Saved data entries
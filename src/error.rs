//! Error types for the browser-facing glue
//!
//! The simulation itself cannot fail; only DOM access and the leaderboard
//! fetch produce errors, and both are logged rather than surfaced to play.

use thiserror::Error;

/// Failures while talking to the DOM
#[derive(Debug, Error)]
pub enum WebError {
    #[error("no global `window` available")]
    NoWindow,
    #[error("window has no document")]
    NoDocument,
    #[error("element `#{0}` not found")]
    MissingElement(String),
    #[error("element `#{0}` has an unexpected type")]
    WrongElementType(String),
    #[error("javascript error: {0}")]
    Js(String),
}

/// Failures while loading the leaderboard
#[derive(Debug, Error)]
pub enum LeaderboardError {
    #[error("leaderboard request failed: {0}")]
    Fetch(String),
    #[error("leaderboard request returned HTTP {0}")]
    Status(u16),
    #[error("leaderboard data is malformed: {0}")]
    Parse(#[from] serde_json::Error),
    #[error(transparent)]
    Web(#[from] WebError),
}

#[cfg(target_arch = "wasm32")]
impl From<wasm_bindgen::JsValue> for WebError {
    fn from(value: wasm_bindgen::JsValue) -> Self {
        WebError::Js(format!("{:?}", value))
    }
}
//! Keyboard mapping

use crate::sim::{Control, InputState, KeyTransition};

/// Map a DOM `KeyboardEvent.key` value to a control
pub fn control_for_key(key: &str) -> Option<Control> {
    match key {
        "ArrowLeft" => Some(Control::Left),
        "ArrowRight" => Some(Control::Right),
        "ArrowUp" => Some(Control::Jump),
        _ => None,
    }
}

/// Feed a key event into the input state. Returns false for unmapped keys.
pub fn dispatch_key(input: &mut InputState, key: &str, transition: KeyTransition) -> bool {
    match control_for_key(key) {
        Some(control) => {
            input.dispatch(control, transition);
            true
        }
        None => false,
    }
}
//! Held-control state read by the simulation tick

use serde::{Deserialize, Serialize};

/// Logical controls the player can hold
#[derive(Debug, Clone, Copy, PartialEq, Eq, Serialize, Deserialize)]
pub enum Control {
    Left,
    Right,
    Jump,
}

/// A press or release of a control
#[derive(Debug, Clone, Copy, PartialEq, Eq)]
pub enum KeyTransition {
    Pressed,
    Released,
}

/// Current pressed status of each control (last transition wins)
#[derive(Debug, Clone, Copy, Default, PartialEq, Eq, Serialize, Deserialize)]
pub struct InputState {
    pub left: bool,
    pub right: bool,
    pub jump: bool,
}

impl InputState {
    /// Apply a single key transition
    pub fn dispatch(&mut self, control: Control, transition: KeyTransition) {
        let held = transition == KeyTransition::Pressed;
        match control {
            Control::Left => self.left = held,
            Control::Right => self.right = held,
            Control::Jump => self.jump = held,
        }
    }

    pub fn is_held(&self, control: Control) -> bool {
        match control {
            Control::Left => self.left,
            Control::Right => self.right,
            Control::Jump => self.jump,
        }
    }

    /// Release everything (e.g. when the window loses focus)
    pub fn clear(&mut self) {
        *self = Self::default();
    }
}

Assignment
Go through the data and gather every line that holds "Deserialize".

Response to the task
use serde::{Deserialize, Serialize};
#[derive(Debug, Clone, Copy, PartialEq, Eq, Serialize, Deserialize)]
#[derive(Debug, Clone, Copy, Default, PartialEq, Eq, Serialize, Deserialize)]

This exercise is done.